Pourtant, la logistique est bien souvent absente des débats stratégiques. C’est l’originalité du colloque La logistique, fonction opérationnelle oubliée ?, organisé en juin 2009 par le club Participation et progrès et Alliance géostratégique à l’École militaire. Il a voulu répondre à des questions permanentes (trop ou trop peu ? flux ou stocks ? à l’avant ou à l’arrière ? par armées ou conjointe ? interne à la défense ou externalisée ? publique ou privée ?) mais aussi aux questions nouvelles du contexte contemporain (projection, base de théâtre ou soutien de proximité ? front, ou espace lacunaire ? avec, contre ou au sein des populations ? nationale, ou internationalisée ? si oui, dans le cadre de dispositifs institutionnalisés (ONU, UE, OTAN) ou avec des structures ad hoc (coopération avec la nation hôte, avec les ONG…) ? étatique, par agence, ou par SMP ?).

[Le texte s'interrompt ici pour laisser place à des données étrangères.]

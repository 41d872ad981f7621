//! Result reporters.
//!
//! The engine hands every transition to a [`ResultReporter`]. Reporting is
//! synchronous and must not block: implementations log, push onto a
//! channel or append to an in-memory history.

use crate::engine::{RunSummary, ServiceOutcome, ServiceStatus, TransitionEvent};
use std::collections::{BTreeMap, VecDeque};
use std::sync::{Arc, Mutex, MutexGuard};
use tokio::sync::mpsc;
use tracing::{debug, error, info, warn};

/// Receives per-service transition events.
///
/// Events of one service arrive in order; events of different services may
/// interleave.
pub trait ResultReporter: Send + Sync {
    fn report(&self, event: TransitionEvent);
}

/// Logs transitions through `tracing`.
#[derive(Debug, Default, Clone, Copy)]
pub struct TracingReporter;

impl ResultReporter for TracingReporter {
    fn report(&self, event: TransitionEvent) {
        let service = event.service_id.as_str();
        let reason = event.reason.to_string();
        match event.to {
            ServiceStatus::Started => info!(service = service, "Service started"),
            ServiceStatus::Stopped => info!(service = service, "Service stopped"),
            ServiceStatus::Skipped => warn!(service = service, reason = %reason, "Service skipped"),
            ServiceStatus::Failed => error!(service = service, reason = %reason, "Service failed"),
            _ => debug!(
                service = service,
                from = %event.from,
                to = %event.to,
                "Service transition"
            ),
        }
    }
}

/// Forwards transitions to an unbounded channel.
#[derive(Debug, Clone)]
pub struct ChannelReporter {
    tx: mpsc::UnboundedSender<TransitionEvent>,
}

impl ChannelReporter {
    pub fn new() -> (Self, mpsc::UnboundedReceiver<TransitionEvent>) {
        let (tx, rx) = mpsc::unbounded_channel();
        (Self { tx }, rx)
    }
}

impl ResultReporter for ChannelReporter {
    fn report(&self, event: TransitionEvent) {
        // A closed receiver just means nobody is listening anymore.
        let _ = self.tx.send(event);
    }
}

/// Keeps the most recent transitions in memory.
#[derive(Debug)]
pub struct RecordingReporter {
    events: Mutex<VecDeque<TransitionEvent>>,
    capacity: usize,
}

impl Default for RecordingReporter {
    fn default() -> Self {
        Self::new(usize::MAX)
    }
}

impl RecordingReporter {
    /// Creates a history holding at most `capacity` events.
    pub fn new(capacity: usize) -> Self {
        Self {
            events: Mutex::new(VecDeque::new()),
            capacity: capacity.max(1),
        }
    }

    fn lock(&self) -> MutexGuard<'_, VecDeque<TransitionEvent>> {
        self.events.lock().unwrap_or_else(|e| e.into_inner())
    }

    /// All retained events, oldest first.
    pub fn events(&self) -> Vec<TransitionEvent> {
        self.lock().iter().cloned().collect()
    }

    /// Retained events of one service, oldest first.
    pub fn for_service(&self, service: &str) -> Vec<TransitionEvent> {
        self.lock()
            .iter()
            .filter(|e| e.service_id == service)
            .cloned()
            .collect()
    }

    /// Latest start outcome per service, derived from the history.
    pub fn summary(&self) -> RunSummary {
        let mut latest: BTreeMap<String, ServiceOutcome> = BTreeMap::new();
        for event in self.lock().iter() {
            if matches!(
                event.to,
                ServiceStatus::Started | ServiceStatus::Failed | ServiceStatus::Skipped
            ) {
                latest.insert(
                    event.service_id.clone(),
                    ServiceOutcome {
                        service_id: event.service_id.clone(),
                        status: event.to.clone(),
                        reason: event.reason.clone(),
                    },
                );
            }
        }

        RunSummary {
            outcomes: latest.into_values().collect(),
            elapsed_ms: 0,
        }
    }
}

impl ResultReporter for RecordingReporter {
    fn report(&self, event: TransitionEvent) {
        let mut events = self.lock();
        if events.len() == self.capacity {
            events.pop_front();
        }
        events.push_back(event);
    }
}

/// Sends every transition to several reporters.
#[derive(Default, Clone)]
pub struct FanoutReporter {
    reporters: Vec<Arc<dyn ResultReporter>>,
}

impl FanoutReporter {
    pub fn new(reporters: Vec<Arc<dyn ResultReporter>>) -> Self {
        Self { reporters }
    }

    pub fn with(mut self, reporter: Arc<dyn ResultReporter>) -> Self {
        self.reporters.push(reporter);
        self
    }
}

impl ResultReporter for FanoutReporter {
    fn report(&self, event: TransitionEvent) {
        if let Some((last, rest)) = self.reporters.split_last() {
            for reporter in rest {
                reporter.report(event.clone());
            }
            last.report(event);
        }
    }
}
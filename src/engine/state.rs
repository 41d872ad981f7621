//! Per-service engine states, transition events and run summaries.

use crate::model::ServiceId;
use chrono::{DateTime, Utc};
use serde::Serialize;
use std::fmt;

/// Engine-side status of a service.
///
/// Start: `Pending -> Waiting(dep)* -> Launching -> Started | Failed`, or
/// `Skipped` from any waiting state. Stop: `-> Stopping -> Stopped | Failed`.
#[derive(Debug, Clone, PartialEq, Eq, Serialize)]
#[serde(tag = "state", content = "dependency", rename_all = "lowercase")]
pub enum ServiceStatus {
    Pending,
    /// Blocked on the named dependency.
    Waiting(ServiceId),
    Launching,
    Started,
    Failed,
    Skipped,
    Stopping,
    Stopped,
}

impl ServiceStatus {
    /// Whether a start or stop run ends in this status.
    pub fn is_terminal(&self) -> bool {
        matches!(
            self,
            ServiceStatus::Started
                | ServiceStatus::Failed
                | ServiceStatus::Skipped
                | ServiceStatus::Stopped
        )
    }
}

impl fmt::Display for ServiceStatus {
    fn fmt(&self, f: &mut fmt::Formatter<'_>) -> fmt::Result {
        match self {
            ServiceStatus::Pending => write!(f, "pending"),
            ServiceStatus::Waiting(dep) => write!(f, "waiting({})", dep),
            ServiceStatus::Launching => write!(f, "launching"),
            ServiceStatus::Started => write!(f, "started"),
            ServiceStatus::Failed => write!(f, "failed"),
            ServiceStatus::Skipped => write!(f, "skipped"),
            ServiceStatus::Stopping => write!(f, "stopping"),
            ServiceStatus::Stopped => write!(f, "stopped"),
        }
    }
}

/// Why a transition happened.
#[derive(Debug, Clone, PartialEq, Eq, Serialize)]
#[serde(tag = "kind", rename_all = "snake_case")]
pub enum TransitionReason {
    /// Normal progress of a start or stop request.
    Requested,
    /// A dependency did not become ready within its timeout.
    DependencyTimeout { dependency: ServiceId, seconds: u64 },
    /// A dependency failed to launch.
    DependencyFailed { dependency: ServiceId },
    /// A dependency was skipped, so it will never be ready.
    DependencyUnavailable { dependency: ServiceId },
    /// The process controller refused to launch the service.
    LaunchError { message: String },
    /// A stop request cancelled the wait.
    CancelledByStop,
    /// The process controller failed to stop the service.
    TerminateError { message: String },
}

impl fmt::Display for TransitionReason {
    fn fmt(&self, f: &mut fmt::Formatter<'_>) -> fmt::Result {
        match self {
            TransitionReason::Requested => write!(f, "requested"),
            TransitionReason::DependencyTimeout {
                dependency,
                seconds,
            } => write!(f, "{} not ready after {}s", dependency, seconds),
            TransitionReason::DependencyFailed { dependency } => {
                write!(f, "{} failed", dependency)
            }
            TransitionReason::DependencyUnavailable { dependency } => {
                write!(f, "{} was skipped", dependency)
            }
            TransitionReason::LaunchError { message } => write!(f, "launch error: {}", message),
            TransitionReason::CancelledByStop => write!(f, "cancelled by stop"),
            TransitionReason::TerminateError { message } => {
                write!(f, "terminate error: {}", message)
            }
        }
    }
}

/// One state change of one service.
#[derive(Debug, Clone, Serialize)]
pub struct TransitionEvent {
    pub service_id: ServiceId,
    pub from: ServiceStatus,
    pub to: ServiceStatus,
    pub reason: TransitionReason,
    pub timestamp: DateTime<Utc>,
}

impl TransitionEvent {
    pub fn new(
        service_id: impl Into<ServiceId>,
        from: ServiceStatus,
        to: ServiceStatus,
        reason: TransitionReason,
    ) -> Self {
        Self {
            service_id: service_id.into(),
            from,
            to,
            reason,
            timestamp: Utc::now(),
        }
    }
}

/// Terminal result of one service in a start run.
#[derive(Debug, Clone, PartialEq, Eq, Serialize)]
pub struct ServiceOutcome {
    pub service_id: ServiceId,
    pub status: ServiceStatus,
    pub reason: TransitionReason,
}

/// Result of a start run, in resolved order.
#[derive(Debug, Clone, Default, Serialize)]
pub struct RunSummary {
    pub outcomes: Vec<ServiceOutcome>,
    pub elapsed_ms: u64,
}

impl RunSummary {
    fn count(&self, status: &ServiceStatus) -> usize {
        self.outcomes.iter().filter(|o| &o.status == status).count()
    }

    pub fn started(&self) -> usize {
        self.count(&ServiceStatus::Started)
    }

    pub fn failed(&self) -> usize {
        self.count(&ServiceStatus::Failed)
    }

    pub fn skipped(&self) -> usize {
        self.count(&ServiceStatus::Skipped)
    }

    /// Every service started.
    pub fn is_success(&self) -> bool {
        self.started() == self.outcomes.len()
    }

    /// Outcome for a single service.
    pub fn outcome(&self, service: &str) -> Option<&ServiceOutcome> {
        self.outcomes.iter().find(|o| o.service_id == service)
    }
}

impl fmt::Display for RunSummary {
    fn fmt(&self, f: &mut fmt::Formatter<'_>) -> fmt::Result {
        write!(
            f,
            "{} started, {} failed, {} skipped",
            self.started(),
            self.failed(),
            self.skipped()
        )
    }
}

/// Result of a stop run, in shutdown order.
#[derive(Debug, Clone, Default, Serialize)]
pub struct StopSummary {
    pub stopped: Vec<ServiceId>,
    pub failed: Vec<(ServiceId, String)>,
}

impl StopSummary {
    pub fn is_success(&self) -> bool {
        self.failed.is_empty()
    }
}

impl fmt::Display for StopSummary {
    fn fmt(&self, f: &mut fmt::Formatter<'_>) -> fmt::Result {
        write!(f, "{} stopped, {} failed", self.stopped.len(), self.failed.len())
    }
}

C’est en fait la question de l’adaptation de la logistique à la guerre irrégulière qui est ainsi posée. Dans cette perspective, il semble que tous nos débats stratégiques oublient, le plus souvent, que la logistique devient de plus en plus une fonction opérationnelle majeure et est devenue le centre de gravité opératif, voire stratégique, des opérations aujourd’hui conduites, alors que dans le même temps elle devient le lieu des efforts de rationalisation.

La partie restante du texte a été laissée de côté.